Patients were admitted to the department in the afternoon, where they were screened for eligibility in the study (day 1). Eligible subjects were then given verbal and written information about the project. On the following day (day 2), those who agreed to participate signed a letter of informed consent. Immediately after, the patients were pretested, followed by completion of the first resistance exercise session in the afternoon. On the following days, the patients completed a daily resistance exercise session, until the day before the posttesting, which was performed 10 d after admission, or at the day of discharge in patients with a duration of stay <10 d. Blinded examiners performed all tests.
Resistance training was conducted daily 7 d·wk−1 in a standard leg press machine (Steens Physical, Steens Industrier AS, Norway), stationed in the dining room on the geriatric floor. The subjects, seated upright with their back supported, performed unilateral leg press. Adjustments were made so that the knee was flexed at ~90° at the starting position and extended to ~10° (0° being full extension). Two warm-up sets with incremental loads were completed before each training session. The subjects were instructed to perform 12 repetitions, with a 1- to 2-s concentric phase and a 2- to 3-s eccentric phase. The load was increased in 2.5-kg increments when more than 12 repetitions could be lifted so that the last repetition was close to voluntary failure, resulting in working sets of 10–12 repetitions. Patients were encouraged to complete as many sets as possible with a maximum of six sets per day. Some patients were not always able to complete six sets because of general tiredness or low motivation; however, three sets were noted as a successful training session. Rest intervals between sets were approximately 60–90 s. Training sessions lasted 10–20 min (including warm-up) and was supervised by the same investigator. Training loads and self-reported muscle soreness was recorded daily for each subject.

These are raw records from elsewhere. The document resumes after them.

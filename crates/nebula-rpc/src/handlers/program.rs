//! Program handlers: listing, pause and resume.

use async_trait::async_trait;
use tracing::instrument;

use crate::context::RpcContext;
use crate::errors::RpcError;
use crate::params::{PID_RANGE, Payload};
use crate::registry::ActionHandler;
use crate::types::SuccessBody;

/// Lists processes as `{"action": "running_programs", "programs": [...]}`.
pub struct GetRunningProgramsHandler;

#[async_trait]
impl ActionHandler for GetRunningProgramsHandler {
    #[instrument(skip_all, fields(action = "get_running_programs"))]
    async fn handle(&self, _payload: &Payload, ctx: &RpcContext) -> Result<SuccessBody, RpcError> {
        let programs = ctx
            .process_gate
            .run(ctx.providers.process.list_processes())
            .await?;
        SuccessBody::listing("running_programs", "programs", &programs)
    }
}

/// Suspends `pid`.
pub struct PauseProgramHandler;

#[async_trait]
impl ActionHandler for PauseProgramHandler {
    #[instrument(skip_all, fields(action = "pause_program", pid))]
    async fn handle(&self, payload: &Payload, ctx: &RpcContext) -> Result<SuccessBody, RpcError> {
        let pid = payload.require_u32("pid", PID_RANGE)?;
        let _ = tracing::Span::current().record("pid", pid);
        let ack = ctx
            .process_gate
            .run(ctx.providers.process.suspend(pid))
            .await?;
        Ok(SuccessBody::status(ack.message))
    }
}

/// Resumes `pid`.
pub struct ResumeProgramHandler;

#[async_trait]
impl ActionHandler for ResumeProgramHandler {
    #[instrument(skip_all, fields(action = "resume_program", pid))]
    async fn handle(&self, payload: &Payload, ctx: &RpcContext) -> Result<SuccessBody, RpcError> {
        let pid = payload.require_u32("pid", PID_RANGE)?;
        let _ = tracing::Span::current().record("pid", pid);
        let ack = ctx
            .process_gate
            .run(ctx.providers.process.resume(pid))
            .await?;
        Ok(SuccessBody::status(ack.message))
    }
}
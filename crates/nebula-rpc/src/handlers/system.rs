//! System handlers: ping.

use async_trait::async_trait;
use tracing::instrument;

use crate::context::RpcContext;
use crate::errors::RpcError;
use crate::params::Payload;
use crate::registry::ActionHandler;
use crate::types::SuccessBody;

/// Replies `{"action": "pong"}`.
pub struct PingHandler;

#[async_trait]
impl ActionHandler for PingHandler {
    #[instrument(skip_all, fields(action = "ping"))]
    async fn handle(&self, _payload: &Payload, _ctx: &RpcContext) -> Result<SuccessBody, RpcError> {
        Ok(SuccessBody::pong())
    }
}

Dual-energy x-ray absorptiometry
Body composition was assessed by dual-energy x-ray absorptiometry (DEXA) scans (Lunar DPX-IQ; GE Healthcare, Chalfont St. Giles, UK). The scanner was calibrated according to the manufacturer's guidelines. Skeletal muscle index was calculated as (bilateral arm + bilateral leg lean mass)/height2, according to Baumgartner et al. (4). To estimate thigh lean mass, an artifact was drawn to cover everything below the lateral epicondyle of the femur, thereby removing the lower legs from the original scanning image. In addition, a 4.03-cm subregion of the lean mass of the thigh was measured at 50% femur length (midthigh region) (39). The same scanning images were analyzed two separate times to investigate the reliability of this method of analysis, showing a coefficient of variation of 0.15%. The subjects were transported to the DEXA scanner in a wheelchair and wore the same clothing each scan. All scans were analyzed in a blinded manner, using extended research analysis software (Lunar DPX, version 3.6z software).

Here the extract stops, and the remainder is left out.